Brief:
Gather all lines from the material that contain "None".

Entries shown:

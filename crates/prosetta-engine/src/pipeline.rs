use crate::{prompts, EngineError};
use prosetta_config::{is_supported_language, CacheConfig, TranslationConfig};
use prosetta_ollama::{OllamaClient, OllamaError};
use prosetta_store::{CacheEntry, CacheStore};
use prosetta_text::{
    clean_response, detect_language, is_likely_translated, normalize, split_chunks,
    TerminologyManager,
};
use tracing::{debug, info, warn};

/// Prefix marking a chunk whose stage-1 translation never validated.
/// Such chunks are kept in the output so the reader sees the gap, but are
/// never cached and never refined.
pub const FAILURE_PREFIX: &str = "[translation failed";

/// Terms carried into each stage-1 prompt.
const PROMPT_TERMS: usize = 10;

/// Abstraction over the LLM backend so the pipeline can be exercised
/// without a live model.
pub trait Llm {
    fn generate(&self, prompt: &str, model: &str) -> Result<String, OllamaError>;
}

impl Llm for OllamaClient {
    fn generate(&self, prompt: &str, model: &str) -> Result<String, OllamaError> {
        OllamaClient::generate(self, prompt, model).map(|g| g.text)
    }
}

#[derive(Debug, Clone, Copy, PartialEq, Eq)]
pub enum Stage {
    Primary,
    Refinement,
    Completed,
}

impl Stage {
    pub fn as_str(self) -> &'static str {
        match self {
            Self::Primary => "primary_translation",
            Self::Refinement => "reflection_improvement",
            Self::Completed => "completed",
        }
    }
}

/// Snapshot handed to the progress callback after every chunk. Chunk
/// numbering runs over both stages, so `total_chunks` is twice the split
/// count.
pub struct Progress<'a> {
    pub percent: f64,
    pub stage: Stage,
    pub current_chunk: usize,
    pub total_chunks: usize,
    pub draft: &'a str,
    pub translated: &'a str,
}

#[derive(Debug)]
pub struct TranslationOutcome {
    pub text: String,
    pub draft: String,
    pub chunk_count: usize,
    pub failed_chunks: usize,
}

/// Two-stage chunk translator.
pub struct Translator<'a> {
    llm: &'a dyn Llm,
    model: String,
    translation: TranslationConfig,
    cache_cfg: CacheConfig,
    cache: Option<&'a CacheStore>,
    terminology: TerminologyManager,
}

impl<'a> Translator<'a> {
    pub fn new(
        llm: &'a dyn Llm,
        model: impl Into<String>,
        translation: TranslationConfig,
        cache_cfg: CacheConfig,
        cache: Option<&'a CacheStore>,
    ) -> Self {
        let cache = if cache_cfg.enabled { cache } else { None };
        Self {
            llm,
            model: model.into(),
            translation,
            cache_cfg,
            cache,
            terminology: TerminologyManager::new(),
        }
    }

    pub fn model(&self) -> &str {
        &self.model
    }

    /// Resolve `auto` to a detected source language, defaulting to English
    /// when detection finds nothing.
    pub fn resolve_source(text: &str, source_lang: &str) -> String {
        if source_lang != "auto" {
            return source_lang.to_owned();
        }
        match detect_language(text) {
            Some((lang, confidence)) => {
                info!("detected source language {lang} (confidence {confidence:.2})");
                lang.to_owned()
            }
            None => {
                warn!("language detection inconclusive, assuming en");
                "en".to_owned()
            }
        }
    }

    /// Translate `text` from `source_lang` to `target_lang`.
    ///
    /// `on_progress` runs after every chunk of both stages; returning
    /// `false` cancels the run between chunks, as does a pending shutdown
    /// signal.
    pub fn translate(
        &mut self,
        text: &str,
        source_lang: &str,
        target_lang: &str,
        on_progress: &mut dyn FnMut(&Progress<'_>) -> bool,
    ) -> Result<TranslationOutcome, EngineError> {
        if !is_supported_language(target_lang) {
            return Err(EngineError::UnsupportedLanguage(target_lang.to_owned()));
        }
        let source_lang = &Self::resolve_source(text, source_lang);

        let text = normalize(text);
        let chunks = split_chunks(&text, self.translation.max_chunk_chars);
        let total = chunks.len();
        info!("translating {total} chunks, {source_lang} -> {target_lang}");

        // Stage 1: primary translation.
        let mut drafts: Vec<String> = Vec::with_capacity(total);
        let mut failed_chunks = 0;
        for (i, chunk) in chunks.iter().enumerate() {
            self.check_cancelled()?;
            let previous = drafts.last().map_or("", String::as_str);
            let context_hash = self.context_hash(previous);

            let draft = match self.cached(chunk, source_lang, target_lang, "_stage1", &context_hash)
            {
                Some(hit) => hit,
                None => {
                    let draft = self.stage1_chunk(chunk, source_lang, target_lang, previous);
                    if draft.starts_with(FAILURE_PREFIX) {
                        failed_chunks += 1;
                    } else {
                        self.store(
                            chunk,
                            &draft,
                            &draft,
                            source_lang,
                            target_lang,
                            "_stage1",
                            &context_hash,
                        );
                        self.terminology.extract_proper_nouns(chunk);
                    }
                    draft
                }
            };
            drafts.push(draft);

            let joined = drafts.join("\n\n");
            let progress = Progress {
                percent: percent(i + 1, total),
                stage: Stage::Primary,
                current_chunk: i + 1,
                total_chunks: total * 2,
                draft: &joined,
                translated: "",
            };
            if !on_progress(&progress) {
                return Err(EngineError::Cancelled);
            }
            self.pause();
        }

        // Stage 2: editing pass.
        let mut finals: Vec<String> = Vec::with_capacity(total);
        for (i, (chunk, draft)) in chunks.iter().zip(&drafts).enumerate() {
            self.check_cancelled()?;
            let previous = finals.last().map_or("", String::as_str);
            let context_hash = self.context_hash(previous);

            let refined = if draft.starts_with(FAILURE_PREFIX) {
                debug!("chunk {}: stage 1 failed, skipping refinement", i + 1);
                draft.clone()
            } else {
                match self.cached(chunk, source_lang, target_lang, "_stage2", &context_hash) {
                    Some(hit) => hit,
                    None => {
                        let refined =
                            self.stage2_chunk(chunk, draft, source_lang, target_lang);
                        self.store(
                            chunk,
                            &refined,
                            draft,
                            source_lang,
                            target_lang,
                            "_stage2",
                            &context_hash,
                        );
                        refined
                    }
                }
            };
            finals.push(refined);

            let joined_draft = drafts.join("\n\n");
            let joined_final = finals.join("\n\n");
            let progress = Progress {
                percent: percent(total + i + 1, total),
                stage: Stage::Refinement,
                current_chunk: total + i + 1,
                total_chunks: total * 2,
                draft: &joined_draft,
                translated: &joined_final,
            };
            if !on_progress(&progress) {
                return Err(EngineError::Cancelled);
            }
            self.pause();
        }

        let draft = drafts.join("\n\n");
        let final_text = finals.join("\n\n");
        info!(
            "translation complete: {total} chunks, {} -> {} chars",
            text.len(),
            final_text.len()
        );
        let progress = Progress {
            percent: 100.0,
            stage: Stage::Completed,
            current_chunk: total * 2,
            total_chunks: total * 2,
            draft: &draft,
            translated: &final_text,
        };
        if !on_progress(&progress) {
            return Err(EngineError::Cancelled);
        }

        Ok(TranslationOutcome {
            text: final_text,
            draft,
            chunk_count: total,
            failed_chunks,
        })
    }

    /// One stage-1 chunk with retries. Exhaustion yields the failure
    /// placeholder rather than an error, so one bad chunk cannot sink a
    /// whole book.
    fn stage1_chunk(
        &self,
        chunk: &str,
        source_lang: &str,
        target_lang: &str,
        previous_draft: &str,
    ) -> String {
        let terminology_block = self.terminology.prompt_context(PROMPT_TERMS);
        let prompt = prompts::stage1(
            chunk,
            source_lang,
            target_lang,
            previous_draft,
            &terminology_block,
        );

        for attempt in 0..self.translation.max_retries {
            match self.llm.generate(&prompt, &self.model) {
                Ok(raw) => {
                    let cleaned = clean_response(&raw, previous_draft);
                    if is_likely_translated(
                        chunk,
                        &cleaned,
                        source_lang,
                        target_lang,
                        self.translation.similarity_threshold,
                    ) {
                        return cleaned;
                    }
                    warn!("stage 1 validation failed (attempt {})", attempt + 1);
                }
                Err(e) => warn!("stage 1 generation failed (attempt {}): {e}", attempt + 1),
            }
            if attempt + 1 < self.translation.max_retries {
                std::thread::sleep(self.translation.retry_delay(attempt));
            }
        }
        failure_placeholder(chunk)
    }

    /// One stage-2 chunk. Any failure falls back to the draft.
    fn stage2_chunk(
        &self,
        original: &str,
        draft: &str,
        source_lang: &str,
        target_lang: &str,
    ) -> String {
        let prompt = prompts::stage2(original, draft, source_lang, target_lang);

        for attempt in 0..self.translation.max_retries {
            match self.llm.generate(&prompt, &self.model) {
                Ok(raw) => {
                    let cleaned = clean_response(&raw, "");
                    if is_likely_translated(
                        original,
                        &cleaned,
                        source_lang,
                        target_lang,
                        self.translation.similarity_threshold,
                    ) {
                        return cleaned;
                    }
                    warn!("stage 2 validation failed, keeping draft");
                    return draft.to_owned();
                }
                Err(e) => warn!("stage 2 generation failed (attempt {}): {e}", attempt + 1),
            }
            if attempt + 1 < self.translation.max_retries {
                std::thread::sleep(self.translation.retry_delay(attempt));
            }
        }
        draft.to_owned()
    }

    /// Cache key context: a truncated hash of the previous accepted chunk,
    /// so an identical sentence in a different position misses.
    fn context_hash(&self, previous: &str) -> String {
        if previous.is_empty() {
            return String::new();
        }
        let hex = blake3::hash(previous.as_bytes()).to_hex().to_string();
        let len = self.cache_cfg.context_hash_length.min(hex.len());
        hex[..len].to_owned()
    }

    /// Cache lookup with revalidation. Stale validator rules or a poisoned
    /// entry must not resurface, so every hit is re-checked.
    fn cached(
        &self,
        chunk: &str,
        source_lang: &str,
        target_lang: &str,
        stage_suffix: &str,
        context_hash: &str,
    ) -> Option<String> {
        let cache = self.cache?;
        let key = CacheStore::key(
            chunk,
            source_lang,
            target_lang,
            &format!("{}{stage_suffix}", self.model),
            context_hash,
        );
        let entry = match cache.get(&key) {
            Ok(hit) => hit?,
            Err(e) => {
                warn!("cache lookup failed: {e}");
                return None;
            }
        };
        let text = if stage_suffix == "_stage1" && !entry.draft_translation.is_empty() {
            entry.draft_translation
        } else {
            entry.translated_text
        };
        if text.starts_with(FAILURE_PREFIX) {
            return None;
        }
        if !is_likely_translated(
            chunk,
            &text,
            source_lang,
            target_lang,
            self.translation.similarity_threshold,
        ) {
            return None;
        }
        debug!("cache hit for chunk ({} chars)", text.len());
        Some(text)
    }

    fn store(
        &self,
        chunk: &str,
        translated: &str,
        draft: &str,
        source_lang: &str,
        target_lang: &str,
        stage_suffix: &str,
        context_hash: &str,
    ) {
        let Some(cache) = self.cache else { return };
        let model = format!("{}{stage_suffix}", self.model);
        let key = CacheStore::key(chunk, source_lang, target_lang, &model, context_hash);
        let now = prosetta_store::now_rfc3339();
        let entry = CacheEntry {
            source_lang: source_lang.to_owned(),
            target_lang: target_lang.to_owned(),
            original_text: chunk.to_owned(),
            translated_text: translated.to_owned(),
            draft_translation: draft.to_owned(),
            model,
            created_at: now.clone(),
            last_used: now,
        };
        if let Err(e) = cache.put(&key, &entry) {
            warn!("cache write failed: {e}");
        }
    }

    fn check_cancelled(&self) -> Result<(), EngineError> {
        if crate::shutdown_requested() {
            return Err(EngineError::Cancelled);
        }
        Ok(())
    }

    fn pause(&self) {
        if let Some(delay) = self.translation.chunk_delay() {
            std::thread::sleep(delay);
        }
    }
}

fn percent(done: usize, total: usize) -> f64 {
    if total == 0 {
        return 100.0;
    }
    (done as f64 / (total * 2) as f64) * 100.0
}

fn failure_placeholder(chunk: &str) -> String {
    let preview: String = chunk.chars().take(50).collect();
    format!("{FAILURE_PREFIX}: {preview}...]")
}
--
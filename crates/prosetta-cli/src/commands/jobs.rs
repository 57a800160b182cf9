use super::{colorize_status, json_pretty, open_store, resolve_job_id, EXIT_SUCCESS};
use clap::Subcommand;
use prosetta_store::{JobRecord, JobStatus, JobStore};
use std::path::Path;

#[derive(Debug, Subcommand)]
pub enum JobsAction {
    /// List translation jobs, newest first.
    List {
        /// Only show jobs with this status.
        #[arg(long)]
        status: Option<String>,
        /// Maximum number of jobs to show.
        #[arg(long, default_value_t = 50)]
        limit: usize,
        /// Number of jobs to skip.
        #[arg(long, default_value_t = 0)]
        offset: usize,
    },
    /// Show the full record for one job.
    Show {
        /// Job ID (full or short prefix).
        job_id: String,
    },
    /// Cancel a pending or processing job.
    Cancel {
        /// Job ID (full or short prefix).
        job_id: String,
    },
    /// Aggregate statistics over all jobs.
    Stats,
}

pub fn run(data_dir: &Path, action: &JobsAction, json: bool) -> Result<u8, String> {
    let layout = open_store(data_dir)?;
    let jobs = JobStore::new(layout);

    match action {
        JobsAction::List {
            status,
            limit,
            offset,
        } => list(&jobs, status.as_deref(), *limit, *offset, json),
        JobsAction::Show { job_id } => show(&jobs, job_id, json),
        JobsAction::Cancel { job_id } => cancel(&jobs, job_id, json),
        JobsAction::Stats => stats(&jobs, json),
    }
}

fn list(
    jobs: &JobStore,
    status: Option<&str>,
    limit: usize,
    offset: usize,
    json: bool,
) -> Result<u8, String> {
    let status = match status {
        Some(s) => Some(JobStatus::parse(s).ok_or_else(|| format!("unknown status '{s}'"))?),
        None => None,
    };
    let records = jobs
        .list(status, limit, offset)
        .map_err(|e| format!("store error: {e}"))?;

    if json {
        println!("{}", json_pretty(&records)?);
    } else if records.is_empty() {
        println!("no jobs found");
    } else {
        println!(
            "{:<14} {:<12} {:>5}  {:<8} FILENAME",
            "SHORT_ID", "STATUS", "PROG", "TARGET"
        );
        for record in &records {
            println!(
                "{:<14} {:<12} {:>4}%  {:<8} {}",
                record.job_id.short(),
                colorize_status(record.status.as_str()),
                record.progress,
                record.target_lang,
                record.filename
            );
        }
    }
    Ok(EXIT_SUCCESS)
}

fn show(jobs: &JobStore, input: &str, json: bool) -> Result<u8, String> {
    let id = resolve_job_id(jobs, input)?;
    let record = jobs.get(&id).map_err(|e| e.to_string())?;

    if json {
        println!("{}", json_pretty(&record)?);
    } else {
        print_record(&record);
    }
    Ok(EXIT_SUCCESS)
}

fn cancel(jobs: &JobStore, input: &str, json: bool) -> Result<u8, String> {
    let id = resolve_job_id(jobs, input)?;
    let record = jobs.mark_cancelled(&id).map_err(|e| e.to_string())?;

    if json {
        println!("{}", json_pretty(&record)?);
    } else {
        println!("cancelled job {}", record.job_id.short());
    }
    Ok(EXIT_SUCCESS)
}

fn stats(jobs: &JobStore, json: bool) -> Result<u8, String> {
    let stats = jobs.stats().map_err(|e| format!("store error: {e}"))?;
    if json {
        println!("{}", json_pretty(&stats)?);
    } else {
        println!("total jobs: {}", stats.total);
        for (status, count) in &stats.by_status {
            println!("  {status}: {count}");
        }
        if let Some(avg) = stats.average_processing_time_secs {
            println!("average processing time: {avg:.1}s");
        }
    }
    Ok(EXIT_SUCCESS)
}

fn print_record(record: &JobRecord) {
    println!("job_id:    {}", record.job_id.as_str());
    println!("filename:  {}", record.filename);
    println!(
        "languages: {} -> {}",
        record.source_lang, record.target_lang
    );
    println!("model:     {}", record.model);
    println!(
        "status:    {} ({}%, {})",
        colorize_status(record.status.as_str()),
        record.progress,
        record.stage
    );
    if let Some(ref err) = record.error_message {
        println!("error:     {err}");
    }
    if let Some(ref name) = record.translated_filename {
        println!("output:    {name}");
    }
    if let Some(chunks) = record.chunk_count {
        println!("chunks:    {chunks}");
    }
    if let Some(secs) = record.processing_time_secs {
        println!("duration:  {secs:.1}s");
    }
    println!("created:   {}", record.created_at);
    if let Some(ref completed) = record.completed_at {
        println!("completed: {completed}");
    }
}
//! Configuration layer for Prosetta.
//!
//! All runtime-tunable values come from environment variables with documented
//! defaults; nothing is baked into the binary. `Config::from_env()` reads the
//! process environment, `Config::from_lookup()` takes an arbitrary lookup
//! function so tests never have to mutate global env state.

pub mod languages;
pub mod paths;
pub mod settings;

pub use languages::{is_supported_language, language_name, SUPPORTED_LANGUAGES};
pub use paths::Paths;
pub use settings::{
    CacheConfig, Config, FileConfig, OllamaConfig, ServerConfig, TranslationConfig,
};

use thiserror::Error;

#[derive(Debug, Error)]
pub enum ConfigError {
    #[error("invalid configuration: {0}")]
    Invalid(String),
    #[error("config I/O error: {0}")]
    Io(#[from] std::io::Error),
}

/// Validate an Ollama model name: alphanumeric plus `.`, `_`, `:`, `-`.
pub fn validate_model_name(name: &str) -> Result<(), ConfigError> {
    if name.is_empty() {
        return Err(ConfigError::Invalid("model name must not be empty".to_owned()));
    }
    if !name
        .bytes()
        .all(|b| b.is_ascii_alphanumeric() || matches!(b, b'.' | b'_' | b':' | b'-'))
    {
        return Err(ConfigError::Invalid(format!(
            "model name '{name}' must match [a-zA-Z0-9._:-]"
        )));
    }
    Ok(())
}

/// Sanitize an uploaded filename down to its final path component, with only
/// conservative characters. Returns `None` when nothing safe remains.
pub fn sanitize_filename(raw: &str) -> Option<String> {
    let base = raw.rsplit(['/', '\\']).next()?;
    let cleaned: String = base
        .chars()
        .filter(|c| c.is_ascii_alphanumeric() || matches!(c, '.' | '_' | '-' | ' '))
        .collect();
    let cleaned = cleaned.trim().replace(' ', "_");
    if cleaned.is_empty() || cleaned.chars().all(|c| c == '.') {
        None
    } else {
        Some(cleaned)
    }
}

Response below:
        let cache = if cache_cfg.enabled { cache } else { None };
            None => {
                None => {
                    None => {
                return None;
            return None;
            return None;
        None => None,
/// conservative characters. Returns `None` when nothing safe remains.
        None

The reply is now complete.